When Andrew Jackson and Andrew Waite started their Bachelor of Business degrees at the University’s Albany campus, neither of them really imagined that a plan they hatched there would come to fruition more than 10 years later.

But the pair have made their vision into a reality, turning an old car park into a campus bar where students, staff and visitors meet and mingle, play pool, listen to a jukebox, and dance to DJ sounds by night.

The entrepreneurial pair are joint owners of The Ferguson Bar, which with the support of the University opened on campus in February, as well as The Saint and restaurant Flax in nearby Browns Bay. Waite, who manages The Ferguson Bar, describes himself as the more practical partner, and Jackson as the strategist. While studying tourism and marketing at Albany, Waite was student union executive member and also managed the then campus bar, Scholars.

“It’s that experience that has shaped me - I got at lot out of University by putting a lot into things as well as study.
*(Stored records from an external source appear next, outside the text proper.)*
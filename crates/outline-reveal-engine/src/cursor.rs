//! The reveal cursor: the state machine that walks a slide's segments.
//!
//! ```text
//! Uninitialized --init--> Ready --advance--> Revealing --advance--> Complete
//!       ^                   |                    |                     |
//!       +-------------------+------reset---------+---------------------+
//! ```
//!
//! `current` is the index of the next segment to reveal. The cursor owns
//! every overlay it creates and releases them exactly once, on `reset`,
//! `end` or a repeated `init`.

use std::ops::ControlFlow;

use log::debug;

use crate::document::Document;
use crate::fold::FoldController;
use crate::host::{OverlayId, RevealHost};
use crate::options::RevealOptions;
use crate::scan::{scan, ScanKind};
use crate::segment::{segment, Segment};

#[derive(Debug, Clone, Copy, PartialEq, Eq)]
pub enum CursorState {
    Uninitialized,
    Ready,
    Revealing,
    Complete,
}

#[derive(Debug, Default)]
pub struct RevealCursor {
    options: RevealOptions,
    current: usize,
    segments: Vec<Segment>,
    /// One overlay per segment, same order.
    overlays: Vec<OverlayId>,
    /// Overlays keeping pause markers out of sight.
    marker_overlays: Vec<OverlayId>,
    folds: FoldController,
    large_text: bool,
    initialized: bool,
}

impl RevealCursor {
    pub fn new(options: RevealOptions) -> Self {
        Self {
            options,
            ..Self::default()
        }
    }

    pub fn options(&self) -> &RevealOptions {
        &self.options
    }

    /// Build segments for `document` and hide them all.
    ///
    /// Overlays left over from an earlier `init` are released first.
    pub fn init<H: RevealHost + ?Sized>(&mut self, document: &Document, host: &mut H) {
        self.release(host);

        let entries = scan(document, self.options.accept_first_level_only);
        self.segments = segment(&entries, document);
        self.folds = FoldController::from_entries(&entries);

        for &seg in &self.segments {
            let id = host.create(seg);
            host.hide(id);
            host.dim_images(id);
            self.overlays.push(id);
        }

        for entry in entries.iter().filter(|e| e.kind == ScanKind::Marker) {
            let id = host.create(entry.span);
            host.hide(id);
            self.marker_overlays.push(id);
        }

        self.large_text = document.fading_override().unwrap_or_else(|| {
            document.char_count(document.first_section_span()) > self.options.large_text_threshold
        });
        self.current = 0;
        self.initialized = true;

        debug!(
            "init: {} segments, {} markers, {} foldable items, large text: {}",
            self.segments.len(),
            self.marker_overlays.len(),
            self.folds.len(),
            self.large_text
        );
    }

    /// Reveal the next segment. Returns false once everything is shown.
    pub fn advance<H: RevealHost + ?Sized>(&mut self, host: &mut H) -> bool {
        if !self.has_more() {
            return false;
        }
        let current = self.current;

        if self.large_text {
            if let Some(old) = current.checked_sub(self.options.fold_age) {
                self.folds.fold(old, host);
            }

            host.before_unfold(current);
            self.folds.unfold(current, host);
            host.after_unfold(current);

            for (index, &id) in self.overlays[..current].iter().enumerate().rev() {
                host.set_fade(id, self.options.fade_color(current - index));
            }
        }

        let id = self.overlays[current];
        host.clear_style(id);
        host.undim_images(id);
        self.current += 1;

        debug!("advance: revealed segment {current} of {}", self.segments.len());
        true
    }

    /// Reveal every remaining segment.
    pub fn jump_to_end<H: RevealHost + ?Sized>(&mut self, host: &mut H) {
        while self.advance(host) {}
    }

    /// Reveal the remaining segments one by one, calling `between` after
    /// each step. Returning `ControlFlow::Break` stops early.
    pub fn jump_to_end_with<H, F>(&mut self, host: &mut H, mut between: F)
    where
        H: RevealHost + ?Sized,
        F: FnMut(&mut H) -> ControlFlow<()>,
    {
        while self.advance(host) {
            if between(host).is_break() {
                debug!("jump to end stopped at segment {}", self.current);
                break;
            }
        }
    }

    /// Undo everything `init` and `advance` did to the host.
    pub fn reset<H: RevealHost + ?Sized>(&mut self, host: &mut H) {
        debug!("reset after {} of {} segments", self.current, self.segments.len());
        self.release(host);
    }

    /// Same as [`reset`](Self::reset); called when the presentation ends.
    pub fn end<H: RevealHost + ?Sized>(&mut self, host: &mut H) {
        self.reset(host);
    }

    pub fn has_more(&self) -> bool {
        self.current < self.segments.len()
    }

    pub fn current(&self) -> usize {
        self.current
    }

    pub fn len(&self) -> usize {
        self.segments.len()
    }

    pub fn is_empty(&self) -> bool {
        self.segments.is_empty()
    }

    pub fn segments(&self) -> &[Segment] {
        &self.segments
    }

    pub fn is_large_text(&self) -> bool {
        self.large_text
    }

    pub fn state(&self) -> CursorState {
        if !self.initialized {
            CursorState::Uninitialized
        } else if self.current == self.segments.len() {
            CursorState::Complete
        } else if self.current == 0 {
            CursorState::Ready
        } else {
            CursorState::Revealing
        }
    }

    fn release<H: RevealHost + ?Sized>(&mut self, host: &mut H) {
        for id in self.overlays.drain(..) {
            host.undim_images(id);
            host.delete(id);
        }
        for id in self.marker_overlays.drain(..) {
            host.delete(id);
        }
        if self.large_text {
            self.folds.unfold_all(host);
        }

        self.segments.clear();
        self.folds = FoldController::default();
        self.large_text = false;
        self.current = 0;
        self.initialized = false;
    }
}

#[cfg(test)]
mod tests {
    use super::*;
    use crate::display::{DisplayState, Visibility};
    use crate::tests::{large_text_options, revealed_text};
    use pretty_assertions::assert_eq;

    #[test]
    fn starts_uninitialized() {
        let cursor = RevealCursor::default();
        assert_eq!(cursor.state(), CursorState::Uninitialized);
        assert!(!cursor.has_more());
    }

    #[test]
    fn walks_through_states() {
        let doc = Document::parse("- a\n- b\n");
        let mut display = DisplayState::new(&doc);
        let mut cursor = RevealCursor::default();

        cursor.init(&doc, &mut display);
        assert_eq!(cursor.state(), CursorState::Ready);
        cursor.advance(&mut display);
        assert_eq!(cursor.state(), CursorState::Revealing);
        cursor.advance(&mut display);
        assert_eq!(cursor.state(), CursorState::Complete);
        cursor.reset(&mut display);
        assert_eq!(cursor.state(), CursorState::Uninitialized);
    }

    #[test]
    fn empty_document_is_complete_at_once() {
        let doc = Document::parse("* Title\nplain text\n");
        let mut display = DisplayState::new(&doc);
        let mut cursor = RevealCursor::default();

        cursor.init(&doc, &mut display);
        assert!(cursor.is_empty());
        assert_eq!(cursor.state(), CursorState::Complete);
        assert!(!cursor.advance(&mut display));
        assert_eq!(display.live_overlays(), 0);
    }

    #[test]
    fn init_hides_segments_and_markers() {
        let doc = Document::parse("Hello\n# pause\nWorld\n");
        let mut display = DisplayState::new(&doc);
        let mut cursor = RevealCursor::default();

        cursor.init(&doc, &mut display);
        assert_eq!(display.live_overlays(), 2);
        assert_eq!(display.style_at(0), Visibility::Visible);
        assert_eq!(display.style_at(6), Visibility::Hidden);
        assert_eq!(display.style_at(14), Visibility::Hidden);
        assert_eq!(revealed_text(&doc, &display), "Hello\n");
    }

    #[test]
    fn repeated_init_releases_previous_overlays() {
        let doc = Document::parse("- a\n- b\n# pause\nc\n");
        let mut display = DisplayState::new(&doc);
        let mut cursor = RevealCursor::default();

        cursor.init(&doc, &mut display);
        let first = display.live_overlays();
        cursor.advance(&mut display);
        cursor.init(&doc, &mut display);

        assert_eq!(display.live_overlays(), first);
        assert_eq!(cursor.current(), 0);
    }

    #[test]
    fn images_stay_dimmed_until_revealed() {
        let doc = Document::parse("- [[one.png]]\n- [[two.png]]\n");
        let mut display = DisplayState::new(&doc);
        let mut cursor = RevealCursor::default();

        cursor.init(&doc, &mut display);
        assert_eq!(display.dimmed_images(), 2);

        cursor.advance(&mut display);
        assert!(!display.is_image_dimmed(doc.images()[0]));
        assert!(display.is_image_dimmed(doc.images()[1]));

        cursor.reset(&mut display);
        assert_eq!(display.dimmed_images(), 0);
    }

    #[test]
    fn small_slides_neither_fade_nor_fold() {
        let doc = Document::parse("- a\n- b\n- c\n");
        let mut display = DisplayState::new(&doc);
        let mut cursor = RevealCursor::default();

        cursor.init(&doc, &mut display);
        assert!(!cursor.is_large_text());
        cursor.jump_to_end(&mut display);

        assert_eq!(display.styled_overlays(), 0);
        assert_eq!(display.folded_items(), 0);
        assert_eq!(display.unfold_notifications(), (0, 0));
    }

    #[test]
    fn large_text_fades_by_distance() {
        let doc = Document::parse("- a\n- b\n- c\n- d\n- e\n");
        let options = large_text_options();
        let mut display = DisplayState::new(&doc);
        let mut cursor = RevealCursor::new(options.clone());

        cursor.init(&doc, &mut display);
        assert!(cursor.is_large_text());
        for _ in 0..4 {
            cursor.advance(&mut display);
        }

        let style = |index: usize| display.style_at(cursor.segments()[index].start);
        assert_eq!(style(0), Visibility::Faded(options.disabled_color));
        assert_eq!(style(1), Visibility::Faded(options.distance_colors[1]));
        assert_eq!(style(2), Visibility::Faded(options.distance_colors[0]));
        assert_eq!(style(3), Visibility::Visible);
        assert_eq!(style(4), Visibility::Hidden);
        assert_eq!(display.unfold_notifications(), (4, 4));
    }

    #[test]
    fn jump_to_end_with_can_stop_early() {
        let doc = Document::parse("- a\n- b\n- c\n- d\n");
        let mut display = DisplayState::new(&doc);
        let mut cursor = RevealCursor::default();
        cursor.init(&doc, &mut display);

        let mut steps = 0;
        cursor.jump_to_end_with(&mut display, |_| {
            steps += 1;
            if steps == 2 {
                ControlFlow::Break(())
            } else {
                ControlFlow::Continue(())
            }
        });

        assert_eq!(cursor.current(), 2);
        assert!(cursor.has_more());
    }
}
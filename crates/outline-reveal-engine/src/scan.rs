//! Marker scanner: picks the headings, list items and pause markers that
//! delimit reveal segments.

use serde::Serialize;

use crate::document::{Document, NodeKind};
use crate::rope::Span;

#[derive(Debug, Clone, Copy, PartialEq, Eq, Hash, Serialize)]
pub enum ScanKind {
    Heading,
    ListItem,
    Marker,
}

#[derive(Debug, Clone, Copy, PartialEq, Eq, Serialize)]
pub struct ScanEntry {
    pub kind: ScanKind,
    pub span: Span,
}

impl ScanEntry {
    pub const fn new(kind: ScanKind, span: Span) -> Self {
        Self { kind, span }
    }
}

/// Walk the document's nodes in order and keep the segment boundaries.
///
/// With `accept_first_level_only`, a list item is kept only when its indent
/// is no deeper than the smallest indent seen so far. The minimum is a
/// running one: a shallower item later on lowers it for everything after,
/// but never rejects items already accepted.
pub fn scan(document: &Document, accept_first_level_only: bool) -> Vec<ScanEntry> {
    let mut min_indent = usize::MAX;

    document
        .nodes()
        .iter()
        .filter_map(|node| {
            let kind = match node.kind {
                NodeKind::Heading => ScanKind::Heading,
                NodeKind::ListItem => {
                    let indent = node.indent?;
                    min_indent = min_indent.min(indent);
                    if accept_first_level_only && indent > min_indent {
                        return None;
                    }
                    ScanKind::ListItem
                }
                NodeKind::Comment | NodeKind::Directive if node.is_pause_marker() => ScanKind::Marker,
                NodeKind::Comment | NodeKind::Directive => return None,
            };
            Some(ScanEntry::new(kind, node.span))
        })
        .collect()
}

#[cfg(test)]
mod tests {
    use super::*;
    use pretty_assertions::assert_eq;

    fn kinds(entries: &[ScanEntry]) -> Vec<ScanKind> {
        entries.iter().map(|e| e.kind).collect()
    }

    #[test]
    fn keeps_boundaries_only() {
        let doc = Document::parse("* S\ntext\n# note\n# pause\n- a\n#+TITLE: x\n");
        assert_eq!(
            kinds(&scan(&doc, true)),
            vec![ScanKind::Heading, ScanKind::Marker, ScanKind::ListItem]
        );
    }

    #[test]
    fn nested_items_are_skipped_at_first_level() {
        let doc = Document::parse("- a\n  - a1\n- b\n");
        let entries = scan(&doc, true);
        let texts: Vec<_> = entries.iter().map(|e| doc.slice(e.span)).collect();
        assert_eq!(texts, vec!["- a\n  - a1\n", "- b\n"]);
    }

    #[test]
    fn every_item_kept_when_not_first_level_only() {
        let doc = Document::parse("- a\n  - a1\n- b\n");
        assert_eq!(scan(&doc, false).len(), 3);
    }

    #[test]
    fn running_minimum_lowers_but_never_rejects_earlier_items() {
        let doc = Document::parse("  - a\n  - b\n- c\n  - d\n");
        let entries = scan(&doc, true);
        let texts: Vec<_> = entries.iter().map(|e| doc.slice(e.span)).collect();
        // d sits under c, whose indent lowered the minimum to zero
        assert_eq!(texts, vec!["  - a\n", "  - b\n", "- c\n  - d\n"]);
    }

    #[test]
    fn empty_document_scans_to_nothing() {
        assert!(scan(&Document::parse(""), true).is_empty());
    }
}
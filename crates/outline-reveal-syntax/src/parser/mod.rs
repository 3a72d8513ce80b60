//! # Parser - Event-Based Tree Construction
//!
//! This module implements the core parsing logic, transforming a token stream
//! into a syntax tree using the **event-based** architecture from rust-analyzer.
//!
//! Instead of building the tree during recursive descent, grammar rules emit a
//! flat list of **events** ([`Event`]). The [`Sink`] then builds the Rowan tree
//! from those events. Outlines nest arbitrarily deep (sections in sections,
//! items in items), and the flat event list keeps tree construction separate
//! from the line-oriented decisions the grammar has to make.
//!
//! ## The Marker System
//!
//! `parser.start()` returns a [`Marker`] that **must** be either completed with
//! `marker.complete(parser, KIND)` or abandoned with `marker.abandon(parser)`.
//! Dropping a marker without doing either panics, which catches grammar bugs
//! rather than producing corrupt trees.
//!
//! ```ignore
//! let m = p.start();
//! p.bump();
//! m.complete(p, SyntaxKind::COMMENT);
//! ```
//!
//! ## Public API
//!
//! The main entry point is [`parse`]:
//!
//! ```
//! use outline_reveal_syntax::parse;
//!
//! let tree = parse("* Slide\n- item\n");
//! println!("{:#?}", tree);
//! ```

pub mod event;
pub mod sink;

mod grammar;

use crate::lexer::{Token, lex};
use crate::syntax_kind::{SyntaxKind, SyntaxNode};
use event::Event;
use sink::Sink;

/// The parser state machine.
///
/// Holds the token stream, current position, and accumulated events.
/// Grammar functions receive `&mut Parser` and use its methods to:
///
/// - Inspect tokens: `current()`, `nth()`, `at()`, `at_end()`
/// - Inspect lines: `at_line_start()`, `line_indent()`, `at_blank_line()`
/// - Consume tokens: `bump()`, `eat()`
/// - Build structure: `start()` → `Marker` → `complete()`/`abandon()`
pub struct Parser<'t, 'input> {
    tokens: &'t [Token<'input>],
    pos: usize,
    events: Vec<Event>,
}

impl<'t, 'input> Parser<'t, 'input> {
    /// Create a new parser from a slice of tokens.
    pub fn new(tokens: &'t [Token<'input>]) -> Self {
        Self {
            tokens,
            pos: 0,
            events: Vec::new(),
        }
    }

    /// Parse the tokens and return a syntax tree.
    pub fn parse(mut self) -> SyntaxNode {
        grammar::root(&mut self);
        let sink = Sink::new(self.tokens, self.events);
        sink.finish()
    }

    /// Start a new node and return a marker.
    pub fn start(&mut self) -> Marker {
        let pos = self.events.len();
        self.events.push(Event::Placeholder);
        Marker {
            pos,
            completed: false,
        }
    }

    /// Current token kind, or EOF if past end.
    pub fn current(&self) -> SyntaxKind {
        self.nth(0)
    }

    /// Look ahead n tokens.
    pub fn nth(&self, n: usize) -> SyntaxKind {
        self.tokens
            .get(self.pos + n)
            .map(|t| t.kind)
            .unwrap_or(SyntaxKind::EOF)
    }

    /// Text of the token n positions ahead, or `""` past the end.
    pub fn nth_text(&self, n: usize) -> &'input str {
        self.tokens.get(self.pos + n).map(|t| t.text).unwrap_or("")
    }

    /// Check if at end of input.
    pub fn at_end(&self) -> bool {
        self.pos >= self.tokens.len()
    }

    /// Check if current token is of given kind.
    pub fn at(&self, kind: SyntaxKind) -> bool {
        self.current() == kind
    }

    /// Consume the current token if it matches.
    pub fn eat(&mut self, kind: SyntaxKind) -> bool {
        if self.at(kind) {
            self.bump();
            true
        } else {
            false
        }
    }

    /// Consume the current token unconditionally.
    pub fn bump(&mut self) {
        if !self.at_end() {
            let kind = self.current();
            self.events.push(Event::token(kind));
            self.pos += 1;
        }
    }

    /// Consume tokens up to (not including) the next newline.
    pub fn bump_until_newline(&mut self) {
        while !self.at_end() && !self.at(SyntaxKind::NEWLINE) {
            self.bump();
        }
    }

    /// Check if we're at the start of a line (after newline or at start).
    pub fn at_line_start(&self) -> bool {
        if self.pos == 0 {
            return true;
        }
        self.tokens
            .get(self.pos - 1)
            .map(|t| t.kind == SyntaxKind::NEWLINE)
            .unwrap_or(false)
    }

    /// Width in bytes of the indentation starting at the current token.
    pub fn line_indent(&self) -> usize {
        if self.at(SyntaxKind::WHITESPACE) {
            self.nth_text(0).len()
        } else {
            0
        }
    }

    /// Check if the line starting at the current token holds only whitespace.
    pub fn at_blank_line(&self) -> bool {
        match self.current() {
            SyntaxKind::NEWLINE => true,
            SyntaxKind::WHITESPACE => {
                matches!(self.nth(1), SyntaxKind::NEWLINE | SyntaxKind::EOF)
            }
            _ => false,
        }
    }

    /// Find the next line that holds more than whitespace.
    ///
    /// Returns the token offset where that line starts and its indentation,
    /// or `None` when only blank lines remain.
    pub fn next_content_line(&self) -> Option<(usize, usize)> {
        let mut n = 0;
        loop {
            match (self.nth(n), self.nth(n + 1)) {
                (SyntaxKind::EOF, _) | (SyntaxKind::WHITESPACE, SyntaxKind::EOF) => return None,
                (SyntaxKind::NEWLINE, _) => n += 1,
                (SyntaxKind::WHITESPACE, SyntaxKind::NEWLINE) => n += 2,
                (SyntaxKind::WHITESPACE, _) => return Some((n, self.nth_text(n).len())),
                _ => return Some((n, 0)),
            }
        }
    }
}

/// A marker for a node being constructed.
///
/// When you call `parser.start()`, a `Placeholder` event is pushed and you get
/// a `Marker` pointing to it. The `#[must_use]` attribute and the `Drop` impl
/// together enforce that every marker is either:
///
/// - **Completed** via `marker.complete(parser, KIND)` - converts the
///   placeholder to a `Start` event and pushes a `Finish` event
/// - **Abandoned** via `marker.abandon(parser)` - removes the placeholder
///   (only works if nothing was pushed after it)
#[must_use = "Markers must be completed or abandoned, dropping them is a bug"]
pub struct Marker {
    /// Position in the events vector where our Placeholder lives
    pos: usize,
    /// Tracks whether complete() or abandon() was called
    completed: bool,
}

impl Marker {
    /// Complete this marker, creating a node of the given kind.
    pub fn complete(mut self, p: &mut Parser<'_, '_>, kind: SyntaxKind) {
        self.completed = true;
        let event_at_pos = &mut p.events[self.pos];
        assert!(matches!(event_at_pos, Event::Placeholder));
        *event_at_pos = Event::start(kind);
        p.events.push(Event::Finish);
    }

    /// Abandon this marker without creating a node.
    ///
    /// If other events were pushed after `start()`, the placeholder becomes
    /// inert and is ignored by the Sink.
    pub fn abandon(mut self, p: &mut Parser<'_, '_>) {
        self.completed = true;
        if self.pos == p.events.len() - 1 {
            match p.events.pop() {
                Some(Event::Placeholder) => {}
                _ => unreachable!(),
            }
        }
    }
}

impl Drop for Marker {
    fn drop(&mut self) {
        if !self.completed && !std::thread::panicking() {
            panic!("Marker must be either completed or abandoned");
        }
    }
}

/// Parse outline source into a syntax tree.
pub fn parse(source: &str) -> SyntaxNode {
    let tokens = lex(source);
    let parser = Parser::new(&tokens);
    parser.parse()
}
I love hospitality and now we get to provide a really good student service. The students are a great group of people - they’re a fantastic bunch, intelligent, energetic, enthusiastic and passionate. They’re also likely to be the future leaders of New Zealand,” he says.

Prior to going into partnership with Jackson, Waite – now 34 - had been with DB Breweries for six years, starting in their call centre and working his way up the ranks to key account and sales management roles. As for Jackson, he had several small businesses going even when he was still a student, and quickly discovered after graduating that working for other people was not his thing. His first job was sales representative for Neat Feet, but by 24 he had bought the company out with a two others who worked there. They built the business up and took it global before Jackson sold out about four years ago.

“I guess if you don’t like being told what to do or working 9am to 5pm, this is what you do instead. I think you’ve just got to be driven and have a healthy ambition to do your own thing. Once you’re comfortable with the risks, you get some great returns,” says Jackson.

While developing Neat Feet the now 30-year-old also set up a product broking business to supermarkets, which he still has, largely supplying pharmaceuticals. Jackson also has a mid- market merger and acquisition business called CDI Global with two partners in Australia. He admits though that it has not all been plain sailing with his enterprises. Import and currency trading businesses have gone belly up along the way, but that is something Jackson is philosophical about: “You either don’t take the risk at all or quit, or you use your skills make it work,” he says.